THE LAWSUIT FOR ENFORCEMENT MUST NOT BE A LAWSUIT THAT SEEKS TO MAKE THE RESCISSION EFFECTIVE. THE RESCISSION IS ALREADY EFFECTIVE BY OPERATION OF LAW. DON’T RAISE THE ISSUE THAT ONLY THE BANKS AND SERVICERS SHOULD BE RAISING. THE LAWSUIT SHOULD SIMPLY STATE THAT THE RESCISSION WAS SENT AND RECEIVED  AND THAT THE BORROWER IS SEEKING AN ORDER COMMANDING THE “LENDER(S)” TO COMPLY WITH THE THREE MAIN DUTIES DESCRIBED IN THE TILA STATUTES.

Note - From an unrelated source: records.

//! Secure secret storage — trait, key layout, OS keyring and in-memory backends.
//!
//! Every secret this crate persists goes through a [`SecretStore`]. Nothing
//! secret is ever written to the plain settings files in `data_dir`.
//!
//! # Key layout
//!
//! ```text
//! keysafe.master_key                    256-bit master key
//! keysafe.pin                           6-digit PIN
//! keysafe.pin_enabled                   "1" / "0"
//! keysafe.biometric_enabled_<userId>    "1" / "0"
//! keysafe.login_resume_<userId>         login identifier for biometric resume
//! ```

use std::collections::{BTreeMap, BTreeSet, HashMap};
use std::fmt;
use std::sync::{Arc, Mutex, OnceLock, PoisonError};

use keysafe_crypto_core::SecretBuffer;
use zeroize::Zeroize;

use crate::error::StoreError;

/// Key holding the master key.
pub const MASTER_KEY_ID: &str = "keysafe.master_key";

/// Key holding the PIN secret.
pub const PIN_ID: &str = "keysafe.pin";

/// Key holding the PIN enabled flag.
pub const PIN_ENABLED_ID: &str = "keysafe.pin_enabled";

/// Prefix of the per-user biometric enabled flags.
pub const BIOMETRIC_ENABLED_PREFIX: &str = "keysafe.biometric_enabled_";

/// Prefix of the per-user login identifiers used to resume after biometrics.
pub const LOGIN_RESUME_PREFIX: &str = "keysafe.login_resume_";

/// Stored form of a `true` flag.
pub(crate) const FLAG_ON: &[u8] = b"1";

/// Stored form of a `false` flag.
pub(crate) const FLAG_OFF: &[u8] = b"0";

/// Secure store key for a user's biometric enabled flag.
#[must_use]
pub fn biometric_enabled_key(user_id: &str) -> String {
    format!("{BIOMETRIC_ENABLED_PREFIX}{user_id}")
}

/// Secure store key for a user's login resume identifier.
#[must_use]
pub fn login_resume_key(user_id: &str) -> String {
    format!("{LOGIN_RESUME_PREFIX}{user_id}")
}

// ---------------------------------------------------------------------------
// Trait
// ---------------------------------------------------------------------------

/// Key/value store for small opaque secrets.
///
/// All calls are blocking and may touch the OS credential vault.
pub trait SecretStore: fmt::Debug + Send + Sync {
    /// Store `value` under `key`, overwriting any existing value.
    ///
    /// # Errors
    ///
    /// Returns [`StoreError::DuplicateEntryRace`] if the backend holds
    /// duplicates it cannot resolve, [`StoreError::Unknown`] on other failures.
    fn save(&self, key: &str, value: &[u8]) -> Result<(), StoreError>;

    /// Read the value stored under `key`.
    ///
    /// # Errors
    ///
    /// Returns [`StoreError::NotFound`] if absent, [`StoreError::InvalidFormat`]
    /// if the stored bytes cannot be decoded.
    fn get(&self, key: &str) -> Result<SecretBuffer, StoreError>;

    /// Remove `key`. Removing an absent key succeeds.
    ///
    /// # Errors
    ///
    /// Returns [`StoreError::Unknown`] if the backend fails.
    fn delete(&self, key: &str) -> Result<(), StoreError>;

    /// List every key currently held.
    ///
    /// # Errors
    ///
    /// Returns [`StoreError::Unknown`] if the backend cannot enumerate.
    fn keys(&self) -> Result<Vec<String>, StoreError>;

    /// Delete every key starting with `prefix`, returning how many were removed.
    ///
    /// All matching keys are attempted even if one fails.
    ///
    /// # Errors
    ///
    /// Returns [`StoreError::Unknown`] naming the keys that could not be deleted.
    fn delete_all_with_prefix(&self, prefix: &str) -> Result<usize, StoreError> {
        let mut deleted = 0usize;
        let mut failures = Vec::new();
        for key in self.keys()?.into_iter().filter(|k| k.starts_with(prefix)) {
            match self.delete(&key) {
                Ok(()) => deleted = deleted.saturating_add(1),
                Err(e) => failures.push(format!("{key}: {e}")),
            }
        }
        if failures.is_empty() {
            Ok(deleted)
        } else {
            Err(StoreError::Unknown(format!(
                "failed to delete {} of {} entries with prefix {prefix}: {}",
                failures.len(),
                deleted.saturating_add(failures.len()),
                failures.join("; ")
            )))
        }
    }

    /// Read a value as UTF-8 text.
    ///
    /// # Errors
    ///
    /// Same as [`SecretStore::get`]; non-UTF-8 bytes yield
    /// [`StoreError::InvalidFormat`].
    fn get_string(&self, key: &str) -> Result<String, StoreError> {
        let value = self.get(key)?;
        String::from_utf8(value.expose().to_vec()).map_err(|e| {
            let mut bytes = e.into_bytes();
            bytes.zeroize();
            StoreError::InvalidFormat(format!("{key} is not valid UTF-8"))
        })
    }

    /// Read a boolean flag. Absent means `false`.
    ///
    /// # Errors
    ///
    /// Returns [`StoreError::InvalidFormat`] for anything other than `"1"`/`"0"`.
    fn get_flag(&self, key: &str) -> Result<bool, StoreError> {
        match self.get(key) {
            Ok(value) => match value.expose() {
                FLAG_ON => Ok(true),
                FLAG_OFF => Ok(false),
                _ => Err(StoreError::InvalidFormat(format!("{key} is not a flag"))),
            },
            Err(StoreError::NotFound(_)) => Ok(false),
            Err(e) => Err(e),
        }
    }

    /// Write a boolean flag.
    ///
    /// # Errors
    ///
    /// Same as [`SecretStore::save`].
    fn set_flag(&self, key: &str, value: bool) -> Result<(), StoreError> {
        self.save(key, if value { FLAG_ON } else { FLAG_OFF })
    }
}

// ---------------------------------------------------------------------------
// In-memory backend
// ---------------------------------------------------------------------------

/// Process-local store for tests and for hosts without an OS vault.
#[derive(Default)]
pub struct MemoryStore {
    entries: Mutex<BTreeMap<String, Vec<u8>>>,
}

impl MemoryStore {
    /// Create an empty store.
    #[must_use]
    pub fn new() -> Self {
        Self::default()
    }

    fn lock(&self) -> Result<std::sync::MutexGuard<'_, BTreeMap<String, Vec<u8>>>, StoreError> {
        self.entries
            .lock()
            .map_err(|_| StoreError::Unknown("memory store lock poisoned".into()))
    }
}

impl fmt::Debug for MemoryStore {
    fn fmt(&self, f: &mut fmt::Formatter<'_>) -> fmt::Result {
        let count = self.entries.lock().map(|e| e.len()).unwrap_or_default();
        f.debug_struct("MemoryStore").field("entries", &count).finish()
    }
}

impl SecretStore for MemoryStore {
    fn save(&self, key: &str, value: &[u8]) -> Result<(), StoreError> {
        let mut entries = self.lock()?;
        if let Some(mut old) = entries.insert(key.to_string(), value.to_vec()) {
            old.zeroize();
        }
        Ok(())
    }

    fn get(&self, key: &str) -> Result<SecretBuffer, StoreError> {
        let entries = self.lock()?;
        let value = entries
            .get(key)
            .ok_or_else(|| StoreError::NotFound(key.to_string()))?;
        SecretBuffer::new(value).map_err(|e| StoreError::Unknown(e.to_string()))
    }

    fn delete(&self, key: &str) -> Result<(), StoreError> {
        if let Some(mut old) = self.lock()?.remove(key) {
            old.zeroize();
        }
        Ok(())
    }

    fn keys(&self) -> Result<Vec<String>, StoreError> {
        Ok(self.lock()?.keys().cloned().collect())
    }
}

// ---------------------------------------------------------------------------
// OS keyring backend
// ---------------------------------------------------------------------------

/// Default keyring service name.
pub const DEFAULT_SERVICE: &str = "keysafe";

/// Reserved entry holding the JSON index of known keys.
///
/// The OS vaults cannot enumerate entries, so prefix deletion walks this index.
const INDEX_KEY: &str = "__keysafe_index__";

/// Raw credential vault: read, write and remove single entries, no listing.
pub trait CredentialBackend: fmt::Debug + Send + Sync {
    /// Namespace the entries live in (the keyring service name).
    fn namespace(&self) -> &str;

    /// Create `key` or overwrite it in place.
    ///
    /// # Errors
    ///
    /// Backend failure mapped to [`StoreError`].
    fn write(&self, key: &str, value: &[u8]) -> Result<(), StoreError>;

    /// Read `key`.
    ///
    /// # Errors
    ///
    /// [`StoreError::NotFound`] if absent.
    fn read(&self, key: &str) -> Result<Vec<u8>, StoreError>;

    /// Remove `key`.
    ///
    /// # Errors
    ///
    /// [`StoreError::NotFound`] if absent.
    fn remove(&self, key: &str) -> Result<(), StoreError>;
}

/// OS credential vault through the `keyring` crate.
///
/// - macOS: Keychain
/// - Windows: Credential Manager
/// - Linux: Secret Service (gnome-keyring / `KWallet`)
#[derive(Debug, Clone)]
pub struct OsKeyring {
    service: String,
}

impl OsKeyring {
    /// Backend scoped to `service`.
    #[must_use]
    pub fn new(service: impl Into<String>) -> Self {
        Self {
            service: service.into(),
        }
    }

    fn entry(&self, key: &str) -> Result<keyring::Entry, StoreError> {
        keyring::Entry::new(&self.service, key).map_err(StoreError::from)
    }
}

impl CredentialBackend for OsKeyring {
    fn namespace(&self) -> &str {
        &self.service
    }

    fn write(&self, key: &str, value: &[u8]) -> Result<(), StoreError> {
        // The platform backends add the credential or update it in place.
        self.entry(key)?
            .set_secret(value)
            .map_err(|e| match StoreError::from(e) {
                StoreError::DuplicateEntryRace(detail) => {
                    StoreError::DuplicateEntryRace(format!("{key} ({detail})"))
                }
                other => other,
            })
    }

    fn read(&self, key: &str) -> Result<Vec<u8>, StoreError> {
        match self.entry(key)?.get_secret() {
            Ok(bytes) => Ok(bytes),
            Err(keyring::Error::NoEntry) => Err(StoreError::NotFound(key.to_string())),
            Err(e) => Err(e.into()),
        }
    }

    fn remove(&self, key: &str) -> Result<(), StoreError> {
        match self.entry(key)?.delete_credential() {
            Ok(()) => Ok(()),
            Err(keyring::Error::NoEntry) => Err(StoreError::NotFound(key.to_string())),
            Err(e) => Err(e.into()),
        }
    }
}

/// Index lock for `namespace`, shared by every store in the process.
fn index_lock(namespace: &str) -> Arc<Mutex<()>> {
    static LOCKS: OnceLock<Mutex<HashMap<String, Arc<Mutex<()>>>>> = OnceLock::new();
    // The map only hands out locks; a panic while holding it leaves it intact.
    let mut locks = LOCKS
        .get_or_init(Mutex::default)
        .lock()
        .unwrap_or_else(PoisonError::into_inner);
    Arc::clone(locks.entry(namespace.to_string()).or_default())
}

/// [`SecretStore`] over a [`CredentialBackend`], keeping a JSON index of keys
/// inside the backend so prefix deletion can enumerate.
///
/// The index is updated before a secret is written and after it is removed,
/// so it always lists at least every stored key.
pub struct IndexedStore<B> {
    backend: B,
    /// Serializes index read-modify-write cycles for the namespace.
    index_lock: Arc<Mutex<()>>,
}

/// Store backed by the OS credential vault.
pub type KeyringStore = IndexedStore<OsKeyring>;

impl<B: CredentialBackend> IndexedStore<B> {
    /// Wrap `backend`.
    #[must_use]
    pub fn with_backend(backend: B) -> Self {
        let index_lock = index_lock(backend.namespace());
        Self {
            backend,
            index_lock,
        }
    }

    fn load_index(&self) -> Result<BTreeSet<String>, StoreError> {
        match self.backend.read(INDEX_KEY) {
            Ok(json) => serde_json::from_slice(&json)
                .map_err(|e| StoreError::InvalidFormat(format!("corrupted key index: {e}"))),
            Err(StoreError::NotFound(_)) => Ok(BTreeSet::new()),
            Err(e) => Err(e),
        }
    }

    fn save_index(&self, index: &BTreeSet<String>) -> Result<(), StoreError> {
        let json = serde_json::to_vec(index)
            .map_err(|e| StoreError::Unknown(format!("failed to serialize key index: {e}")))?;
        self.backend.write(INDEX_KEY, &json)
    }

    fn update_index(&self, f: impl FnOnce(&mut BTreeSet<String>) -> bool) -> Result<(), StoreError> {
        let _guard = self
            .index_lock
            .lock()
            .map_err(|_| StoreError::Unknown("keyring index lock poisoned".into()))?;
        let mut index = self.load_index()?;
        if f(&mut index) {
            self.save_index(&index)?;
        }
        Ok(())
    }
}

impl KeyringStore {
    /// Create a store scoped to keyring `service`.
    #[must_use]
    pub fn new(service: impl Into<String>) -> Self {
        Self::with_backend(OsKeyring::new(service))
    }
}

impl Default for KeyringStore {
    fn default() -> Self {
        Self::new(DEFAULT_SERVICE)
    }
}

impl<B: fmt::Debug> fmt::Debug for IndexedStore<B> {
    fn fmt(&self, f: &mut fmt::Formatter<'_>) -> fmt::Result {
        f.debug_struct("IndexedStore")
            .field("backend", &self.backend)
            .finish_non_exhaustive()
    }
}

impl<B: CredentialBackend> SecretStore for IndexedStore<B> {
    fn save(&self, key: &str, value: &[u8]) -> Result<(), StoreError> {
        self.update_index(|index| index.insert(key.to_string()))?;
        self.backend.write(key, value)?;
        tracing::debug!(key, "secure store entry saved");
        Ok(())
    }

    fn get(&self, key: &str) -> Result<SecretBuffer, StoreError> {
        self.backend.read(key).map(SecretBuffer::from_vec)
    }

    fn delete(&self, key: &str) -> Result<(), StoreError> {
        match self.backend.remove(key) {
            Ok(()) | Err(StoreError::NotFound(_)) => {}
            Err(e) => return Err(e),
        }
        tracing::debug!(key, "secure store entry deleted");
        self.update_index(|index| index.remove(key))
    }

    fn keys(&self) -> Result<Vec<String>, StoreError> {
        Ok(self.load_index()?.into_iter().collect())
    }
}

// ---------------------------------------------------------------------------
// Tests
// ---------------------------------------------------------------------------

BUT STRATEGY PLAYS A PART HERE: REMEMBER THAT WHEN THE RESCISSION IS MAILED THERE IS NO LOAN CONTRACT, THERE IS NO NOTE AND THERE IS NO MORTGAGE — BUT AFTER ONE YEAR THERE IS NO DEBT EITHER. FILING AN ENFORCEMENT ACTION INVITES THE OPPOSITION TO SET FORTH THE CHALLENGES AND DEMAND THAT THE RESCISSION SHOULD BE VACATED. THAT FIGHT WILL CENTER AROUND WHETHER (A) THE 20 WINDOW IS TO BE STRICTLY CONSTRUED AND (B) PROBABLY PREVENTS THE BORROWER FROM ESCAPING THE DEBT UNLESS THE “LENDER(S)” ARE STILL IN NON COMPLIANCE AFTER ONE YEAR FROM DATE OF THE RESCISSION.MANY RESCISSION NOTICES WERE SENT YEARS AGO. BY OPERATION OF LAW THERE WAS NO MORTGAGE OR DEED OF TRUST. BY OPERATION OF LAW, AS I READ IT, THERE IS NO LOAN CONTRACT, THERE IS NO NOTE, THERE IS NO MORTGAGE AND THERE IS NO DEBT; BUT IT MIGHT ALSO BE TRUE THAT THE FORECLOSURE SALE WAS VOID AND THAT THE HOMEOWNER LEGALLY STILL OWNS THE PROPERTY. ANY ACTION TAKEN UPON THE USE OF A VOID INSTRUMENT IS ALSO VOID. 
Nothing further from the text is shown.